Plase: Sunderland'dan 3 tane yiyince embesile baglayan Carlo Ancoletti: http://i.dailymail.co.uk/i/pix/2010/11/14/article-0-0C125BDB000005DC-766_468x303.jpg

Anadolu devrimi filan yok - I

Insan dogasindan anladigimi, yahut, insanlari anlamak icin cok caba sarfettigimi filan anlatacak degilim. Yalniz, bildigim, emin oldugum tek bir sey var...

Caba ve Odul.

Cok basit ekonomik teorilerinnden yola cikip, "birader, insan dedigin "odulu maksimize etmeye calisan bir sirkettir" edebiyati da yapmayacagim, gerek yok. (Ha yapilir mi, hem de nasil...)

Lakin - soyle bir durum var, eger ortada bir odul varsa, normal sartlar altinda, her organizasyon, o odule ulasmak icin elinden geleni yapacaktir.

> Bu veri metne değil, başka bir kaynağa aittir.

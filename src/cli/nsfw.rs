// Copyright (c) 2025 Fabstir
// SPDX-License-Identifier: BUSL-1.1
use anyhow::Result;
use clap::Parser;
use std::path::PathBuf;
use tracing::info;

use crate::config::{NudityConfig, DEFAULT_INFERENCE_RESOLUTION, DEFAULT_NUDENET_MODEL_PATH};
use crate::nsfw_check::{check_files, CheckReport};
use crate::vision::nudity::NudeDetector;

/// Exit status used when the check itself could not run
pub const EXIT_ERROR: u8 = 2;

/// Screen images for nudity; exit status 1 if any image fails
#[derive(Parser, Debug)]
#[command(name = "nsfw-detect")]
#[command(version)]
#[command(
    about = "Exit 1 if any image scores at or above the nudity threshold, else 0",
    long_about = None
)]
pub struct NsfwArgs {
    /// Image files to check
    pub files: Vec<PathBuf>,

    /// Path to the NudeNet ONNX model
    #[arg(long, env = "NUDENET_MODEL_PATH", default_value = DEFAULT_NUDENET_MODEL_PATH)]
    pub model_path: PathBuf,

    /// Square input resolution the model was exported with
    #[arg(
        long,
        env = "NUDENET_RESOLUTION",
        default_value_t = DEFAULT_INFERENCE_RESOLUTION,
        value_parser = clap::value_parser!(u32).range(1..)
    )]
    pub resolution: u32,
}

impl NsfwArgs {
    pub fn config(&self) -> NudityConfig {
        NudityConfig {
            model_path: self.model_path.clone(),
            inference_resolution: self.resolution,
        }
    }
}

/// Load the detector and score all files given on the command line
///
/// With no files there is nothing to score and the model is not loaded.
pub fn run(args: NsfwArgs) -> Result<CheckReport> {
    if args.files.is_empty() {
        return Ok(CheckReport::default());
    }

    let detector = NudeDetector::new(&args.config())?;

    let report = check_files(&detector, &args.files)?;
    info!(
        "Checked {} files, {} flagged",
        report.files.len(),
        report.flagged().count()
    );

    Ok(report)
}

/// Process exit status for the outcome of `run`
pub fn exit_status(outcome: &Result<CheckReport>) -> u8 {
    match outcome {
        Ok(report) => report.exit_code(),
        Err(_) => EXIT_ERROR,
    }
}
// Copyright (c) 2025 Fabstir
// SPDX-License-Identifier: BUSL-1.1
//! NSFW screening over a batch of images
//!
//! Per file, the scores of all "exposed" detections are combined as
//! independent events: `p = p + (1 - p) * score`. A file fails when the
//! combined probability reaches `NSFW_THRESHOLD`; the batch fails when any
//! file does.

use anyhow::{Context, Result};
use std::path::{Path, PathBuf};
use tracing::debug;

use crate::vision::nudity::{Detection, Label};

/// Classes that count towards the nudity score
pub const NSFW_CLASSES: [Label; 5] = [
    Label::ButtocksExposed,
    Label::FemaleBreastExposed,
    Label::FemaleGenitaliaExposed,
    Label::AnusExposed,
    Label::MaleGenitaliaExposed,
];

/// Aggregate score at or above which a file fails
pub const NSFW_THRESHOLD: f64 = 0.75;

/// Anything that can list body-part detections for an image file
#[cfg_attr(test, mockall::automock)]
pub trait NudityDetector {
    fn detect(&self, path: &Path) -> Result<Vec<Detection>>;
}

pub fn is_nsfw_class(label: Label) -> bool {
    NSFW_CLASSES.contains(&label)
}

/// Probability that at least one exposed-class detection is a true positive
pub fn aggregate_score(detections: &[Detection]) -> f64 {
    detections
        .iter()
        .filter(|d| is_nsfw_class(d.class))
        .fold(0.0, |total, d| total + (1.0 - total) * f64::from(d.score))
}

pub fn exceeds_threshold(score: f64) -> bool {
    score >= NSFW_THRESHOLD
}

/// Aggregate score of one input
#[derive(Debug, Clone, PartialEq)]
pub struct FileScore {
    pub path: PathBuf,
    pub score: f64,
}

impl FileScore {
    pub fn is_nsfw(&self) -> bool {
        exceeds_threshold(self.score)
    }
}

/// Scores for every input, in input order
#[derive(Debug, Clone, Default, PartialEq)]
pub struct CheckReport {
    pub files: Vec<FileScore>,
}

impl CheckReport {
    /// True when any file reached the threshold
    pub fn failed(&self) -> bool {
        self.files.iter().any(FileScore::is_nsfw)
    }

    pub fn flagged(&self) -> impl Iterator<Item = &FileScore> {
        self.files.iter().filter(|f| f.is_nsfw())
    }

    /// Process exit status: 1 if any file failed, else 0
    pub fn exit_code(&self) -> u8 {
        u8::from(self.failed())
    }
}

/// Score every input with `detector`
///
/// All inputs are scored even after one has failed. A detector error
/// aborts the run.
pub fn check_files<D>(detector: &D, inputs: &[PathBuf]) -> Result<CheckReport>
where
    D: NudityDetector + ?Sized,
{
    let mut report = CheckReport::default();

    for input in inputs {
        let detections = detector
            .detect(input)
            .with_context(|| format!("Nudity detection failed for {}", input.display()))?;

        let score = aggregate_score(&detections);
        debug!(
            "{}: score {:.4} from {} detections",
            input.display(),
            score,
            detections.len()
        );

        report.files.push(FileScore {
            path: input.clone(),
            score,
        });
    }

    Ok(report)
}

Futbol kulupleri de bu durumdan muaf degil elbet - ortadaki oduller cok net: para ve populerlik. Hatta, ufak kulupler icin daha da spesifik bir odul var: "buyuk takim yenmenin getirdigi ego (para, vs.)".

Hikmet Karaman bugun cikip "Hagi cok iyi futbolcuydu, ama ben ondan daha iyi antrenorum" diyebiliyorsa, bu ego ve populerligin disa vurumudur, Hikmet gibi egosu icin yasayan biri icin, en buyuk oduldur.

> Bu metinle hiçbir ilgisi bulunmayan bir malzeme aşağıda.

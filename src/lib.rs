// Copyright (c) 2025 Fabstir
// SPDX-License-Identifier: BUSL-1.1
pub mod cli;
pub mod config;
pub mod logging;
pub mod nsfw_check;
pub mod ocr_cache;
pub mod vision;

pub use config::{NudityConfig, OcrConfig, OcrLanguage};
pub use nsfw_check::{
    aggregate_score, check_files, exceeds_threshold, is_nsfw_class, CheckReport, FileScore,
    NudityDetector, NSFW_CLASSES, NSFW_THRESHOLD,
};
pub use ocr_cache::{
    cache_path_for, run_ocr_cache, write_cache, LazyEngine, OcrEngine, OcrRunSummary,
    CACHE_SUFFIX,
};
pub use vision::nudity::{BoundingBox, Detection, Label, NudeDetector};
pub use vision::ocr::{OcrDetection, PaddleOcrModel};
// Copyright (c) 2025 Fabstir
// SPDX-License-Identifier: BUSL-1.1
//! Batch checker tests with a scripted detector

use anyhow::Result;
use imgscan::{check_files, Detection, Label, NudityDetector};
use std::cell::RefCell;
use std::collections::HashMap;
use std::path::{Path, PathBuf};

/// Returns canned detections per path and records call order
#[derive(Default)]
struct ScriptedDetector {
    responses: HashMap<PathBuf, Vec<Detection>>,
    calls: RefCell<Vec<PathBuf>>,
}

impl ScriptedDetector {
    fn with(mut self, path: &str, detections: Vec<Detection>) -> Self {
        self.responses.insert(PathBuf::from(path), detections);
        self
    }
}

impl NudityDetector for ScriptedDetector {
    fn detect(&self, path: &Path) -> Result<Vec<Detection>> {
        self.calls.borrow_mut().push(path.to_path_buf());
        Ok(self.responses.get(path).cloned().unwrap_or_default())
    }
}

fn paths(names: &[&str]) -> Vec<PathBuf> {
    names.iter().map(PathBuf::from).collect()
}

#[test]
fn test_middle_file_fails_all_processed() {
    let detector = ScriptedDetector::default()
        .with("1.jpg", vec![Detection::new(Label::FaceFemale, 0.9)])
        .with(
            "2.jpg",
            vec![
                Detection::new(Label::FemaleBreastExposed, 0.7),
                Detection::new(Label::ButtocksExposed, 0.6),
            ],
        )
        .with("3.jpg", vec![Detection::new(Label::FeetExposed, 0.8)]);

    let inputs = paths(&["1.jpg", "2.jpg", "3.jpg"]);
    let report = check_files(&detector, &inputs).unwrap();

    assert_eq!(*detector.calls.borrow(), inputs);
    assert_eq!(report.files.len(), 3);
    let flagged: Vec<_> = report.flagged().map(|f| f.path.clone()).collect();
    assert_eq!(flagged, vec![PathBuf::from("2.jpg")]);
    assert_eq!(report.exit_code(), 1);
}

#[test]
fn test_first_file_fails_rest_still_checked() {
    let detector = ScriptedDetector::default()
        .with("1.jpg", vec![Detection::new(Label::AnusExposed, 0.95)]);

    let inputs = paths(&["1.jpg", "2.jpg", "3.jpg"]);
    let report = check_files(&detector, &inputs).unwrap();

    assert_eq!(detector.calls.borrow().len(), 3);
    assert_eq!(report.exit_code(), 1);
}

#[test]
fn test_clean_batch_exits_zero() {
    let detector = ScriptedDetector::default()
        .with("1.jpg", vec![Detection::new(Label::FaceMale, 0.99)])
        .with("2.jpg", vec![Detection::new(Label::MaleGenitaliaExposed, 0.7)]);

    let inputs = paths(&["1.jpg", "2.jpg"]);
    let report = check_files(&detector, &inputs).unwrap();

    assert_eq!(detector.calls.borrow().len(), 2);
    assert!(!report.failed());
    assert_eq!(report.exit_code(), 0);
}

#[test]
fn test_empty_batch_exits_zero() {
    let detector = ScriptedDetector::default();
    let report = check_files(&detector, &[]).unwrap();

    assert!(report.files.is_empty());
    assert_eq!(report.exit_code(), 0);
}

#[test]
fn test_boundary_scores() {
    let detector = ScriptedDetector::default()
        .with(
            "exact.jpg",
            vec![
                Detection::new(Label::FemaleBreastExposed, 0.5),
                Detection::new(Label::AnusExposed, 0.5),
            ],
        )
        .with("below.jpg", vec![Detection::new(Label::ButtocksExposed, 0.7499)]);

    let report = check_files(&detector, &paths(&["exact.jpg", "below.jpg"])).unwrap();

    assert!(report.files[0].is_nsfw());
    assert!(!report.files[1].is_nsfw());
}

Buradan yola cikarak bugunku Galatasaray macini, Besiktas'in durumunu, Trabzon'un niye lider oldugunu, Anadolu devrimi diye bir seyin niye olmadigini, onu bunu konusacagiz...

Daha dogrusu ben kendimce yazacagim, sizler de belki katilacaksiniz... Haydi rastgele!

4 Ekim 2010 Pazartesi

Drogba



Ilginc bir istatistik: Chelsea'nin Kasim 2009'dan beri oynadigi ve kazandigi her macta Drogba sahada ise ya gol atmis ya da asist yapmis. Diger bir not da, Drogba yokken de kazanabilmeleri. Yildiz ve takim oyununun nefis bir birlesimidir Chelsea, gol rekoru ile EPL sampiyonlugu boyle kazaniliyor.

10 Eylül 2010 Cuma

Bilegine kuvvet Sabri'm...


Tatil heyecani sardi bu aralar bunyeyi, o yuzden yazi yazamiyoruz...

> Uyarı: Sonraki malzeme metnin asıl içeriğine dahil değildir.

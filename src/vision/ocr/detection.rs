// Copyright (c) 2025 Fabstir
// SPDX-License-Identifier: BUSL-1.1
//! PaddleOCR text detection model
//!
//! Detects text regions in a preprocessed image and returns bounding boxes
//! in the 640x640 detection space.

use anyhow::{anyhow, Context, Result};
use ndarray::{Array2, Array4, ArrayViewD, Axis};
use ort::execution_providers::CPUExecutionProvider;
use ort::session::builder::GraphOptimizationLevel;
use ort::session::Session;
use ort::value::Value;
use std::path::Path;
use std::sync::Mutex;
use tracing::{debug, info};

/// Connected regions smaller than this many map pixels are treated as noise
pub const MIN_REGION_PIXELS: usize = 10;

/// Expansion applied to each region; the model predicts shrunk text kernels
pub const UNCLIP_RATIO: f32 = 1.5;

/// A detected text box with location and confidence
#[derive(Debug, Clone, PartialEq)]
pub struct TextBox {
    /// X coordinate of top-left corner (in preprocessed image space)
    pub x: f32,
    /// Y coordinate of top-left corner (in preprocessed image space)
    pub y: f32,
    pub width: f32,
    pub height: f32,
    /// Mean probability over the region's pixels
    pub confidence: f32,
}

impl TextBox {
    /// Check if this text box is valid (reasonable dimensions)
    pub fn is_valid(&self) -> bool {
        self.width > 0.0 && self.height > 0.0 && self.confidence > 0.0
    }

    /// Grow the box on every side by `area * ratio / perimeter`, clamped to
    /// `[0, max_width] x [0, max_height]`
    pub fn unclip(&self, ratio: f32, max_width: f32, max_height: f32) -> TextBox {
        let perimeter = 2.0 * (self.width + self.height);
        if perimeter <= f32::EPSILON {
            return self.clone();
        }
        let delta = self.width * self.height * ratio / perimeter;

        let left = (self.x - delta).max(0.0);
        let top = (self.y - delta).max(0.0);
        let right = (self.x + self.width + delta).min(max_width);
        let bottom = (self.y + self.height + delta).min(max_height);

        TextBox {
            x: left,
            y: top,
            width: (right - left).max(0.0),
            height: (bottom - top).max(0.0),
            confidence: self.confidence,
        }
    }
}

/// PaddleOCR text detection model (PP-OCR det, CPU-only)
pub struct OcrDetectionModel {
    /// `Session::run` needs `&mut`, inference goes through the lock
    session: Mutex<Session>,
    input_name: String,
    confidence_threshold: f32,
}

impl std::fmt::Debug for OcrDetectionModel {
    fn fmt(&self, f: &mut std::fmt::Formatter<'_>) -> std::fmt::Result {
        f.debug_struct("OcrDetectionModel")
            .field("input_name", &self.input_name)
            .field("confidence_threshold", &self.confidence_threshold)
            .finish_non_exhaustive()
    }
}

impl OcrDetectionModel {
    /// Load the OCR detection model from a file
    ///
    /// # Errors
    /// Returns error if:
    /// - Model file not found
    /// - ONNX Runtime initialization fails
    pub fn new<P: AsRef<Path>>(model_path: P) -> Result<Self> {
        let model_path = model_path.as_ref();

        if !model_path.exists() {
            anyhow::bail!("OCR detection model not found: {}", model_path.display());
        }

        info!("Loading OCR detection model from {}", model_path.display());

        let session = Session::builder()
            .context("Failed to create session builder")?
            .with_execution_providers([CPUExecutionProvider::default().build()])
            .context("Failed to set CPU execution provider")?
            .with_optimization_level(GraphOptimizationLevel::Level3)
            .context("Failed to set optimization level")?
            .with_intra_threads(4)
            .context("Failed to set intra threads")?
            .commit_from_file(model_path)
            .with_context(|| {
                format!(
                    "Failed to load OCR detection model from {}",
                    model_path.display()
                )
            })?;

        let input_name = session
            .inputs
            .first()
            .map(|input| input.name.clone())
            .unwrap_or_else(|| "x".to_string());

        debug!("Detection model loaded - input: {}", input_name);

        Ok(Self {
            session: Mutex::new(session),
            input_name,
            confidence_threshold: 0.3,
        })
    }

    /// Set the confidence threshold for detections
    pub fn with_confidence_threshold(mut self, threshold: f32) -> Self {
        self.confidence_threshold = threshold.clamp(0.0, 1.0);
        self
    }

    /// Run text detection on a preprocessed `[1, 3, H, W]` tensor
    pub fn detect(&self, input: &Array4<f32>) -> Result<Vec<TextBox>> {
        let shape = input.shape();
        if shape[0] != 1 || shape[1] != 3 {
            anyhow::bail!("Invalid input shape: {:?}, expected [1, 3, H, W]", shape);
        }
        let (input_height, input_width) = (shape[2], shape[3]);

        let mut session = self
            .session
            .lock()
            .map_err(|e| anyhow!("Detection session lock poisoned: {}", e))?;

        let input_value =
            Value::from_array(input.to_owned()).context("Failed to create input tensor")?;

        let outputs = session
            .run(ort::inputs![&self.input_name => input_value])
            .context("Detection inference failed")?;

        let output_tensor = outputs[0]
            .try_extract_array::<f32>()
            .context("Failed to extract output tensor")?;

        debug!("Detection output shape: {:?}", output_tensor.shape());

        let prob_map = probability_map(output_tensor.view())?;
        let (map_height, map_width) = (prob_map.nrows() as f32, prob_map.ncols() as f32);
        let scale_y = input_height as f32 / map_height;
        let scale_x = input_width as f32 / map_width;

        let text_boxes: Vec<TextBox> =
            extract_regions(&prob_map, self.confidence_threshold, MIN_REGION_PIXELS)
                .into_iter()
                .map(|b| b.unclip(UNCLIP_RATIO, map_width, map_height))
                .map(|b| TextBox {
                    x: b.x * scale_x,
                    y: b.y * scale_y,
                    width: b.width * scale_x,
                    height: b.height * scale_y,
                    confidence: b.confidence,
                })
                .collect();

        debug!("Detected {} text regions", text_boxes.len());

        Ok(text_boxes)
    }
}

/// Reduce a `[1, 1, H, W]` or `[1, H, W]` detection output to an `H x W` map
pub fn probability_map(output: ArrayViewD<f32>) -> Result<Array2<f32>> {
    let shape = output.shape().to_vec();
    let mut view = output;
    while view.ndim() > 2 {
        if view.shape()[0] != 1 {
            anyhow::bail!("Unexpected output shape: {:?}", shape);
        }
        view = view.index_axis_move(Axis(0), 0);
    }

    view.into_dimensionality::<ndarray::Ix2>()
        .map(|v| v.to_owned())
        .map_err(|_| anyhow!("Unexpected output shape: {:?}", shape))
}

/// Group above-threshold pixels into 4-connected regions
///
/// Returns boxes in map coordinates, sorted top-to-bottom then left-to-right.
pub fn extract_regions(prob_map: &Array2<f32>, threshold: f32, min_pixels: usize) -> Vec<TextBox> {
    let (height, width) = prob_map.dim();
    let mut visited = Array2::from_elem((height, width), false);
    let mut boxes = Vec::new();

    for y in 0..height {
        for x in 0..width {
            if visited[[y, x]] || prob_map[[y, x]] < threshold {
                continue;
            }

            let mut stack = vec![(x, y)];
            visited[[y, x]] = true;
            let (mut min_x, mut max_x, mut min_y, mut max_y) = (x, x, y, y);
            let mut count = 0usize;
            let mut sum_conf = 0.0f32;

            while let Some((cx, cy)) = stack.pop() {
                count += 1;
                sum_conf += prob_map[[cy, cx]];
                min_x = min_x.min(cx);
                max_x = max_x.max(cx);
                min_y = min_y.min(cy);
                max_y = max_y.max(cy);

                let neighbors = [
                    (cx.wrapping_sub(1), cy),
                    (cx + 1, cy),
                    (cx, cy.wrapping_sub(1)),
                    (cx, cy + 1),
                ];
                for (nx, ny) in neighbors {
                    if nx < width
                        && ny < height
                        && !visited[[ny, nx]]
                        && prob_map[[ny, nx]] >= threshold
                    {
                        visited[[ny, nx]] = true;
                        stack.push((nx, ny));
                    }
                }
            }

            if count > min_pixels {
                boxes.push(TextBox {
                    x: min_x as f32,
                    y: min_y as f32,
                    width: (max_x - min_x + 1) as f32,
                    height: (max_y - min_y + 1) as f32,
                    confidence: sum_conf / count as f32,
                });
            }
        }
    }

    boxes.sort_by(|a, b| a.y.total_cmp(&b.y).then(a.x.total_cmp(&b.x)));
    boxes
}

Lakin su fotografi koymadan edemedim...

Hamit'in bakislari 70 milyonu anlatiyor... Hayir, turnikeyi attin da, ne zaman reklam panosunun ardindan atisa basladin lan Sabri?

PS: Olmadi ama, o son iki kelimenin tonlamasi kafamda Vitamin'in "lan Ismail"''idir... Sabri - gercek hayatin en buyuk Ismail'i... 

6 Ağustos 2010 Cuma

Futbol geri dondu...

Eh futbol doner de, Keyif Arasi donmez mi? Doner...

Yeni sezon askina, once bu haftasonu Amerika'da canli yayinlanacak maclarin ozetiyle baslayalim (saatler Pasifik)

Fox Soccer Channel
Cuma: AC Milan - Panathiakos (17:00)
Cumartesi: PSG - Saint Ettiene (12:00)
Pazar: Chelsea - Manchester United (7:00)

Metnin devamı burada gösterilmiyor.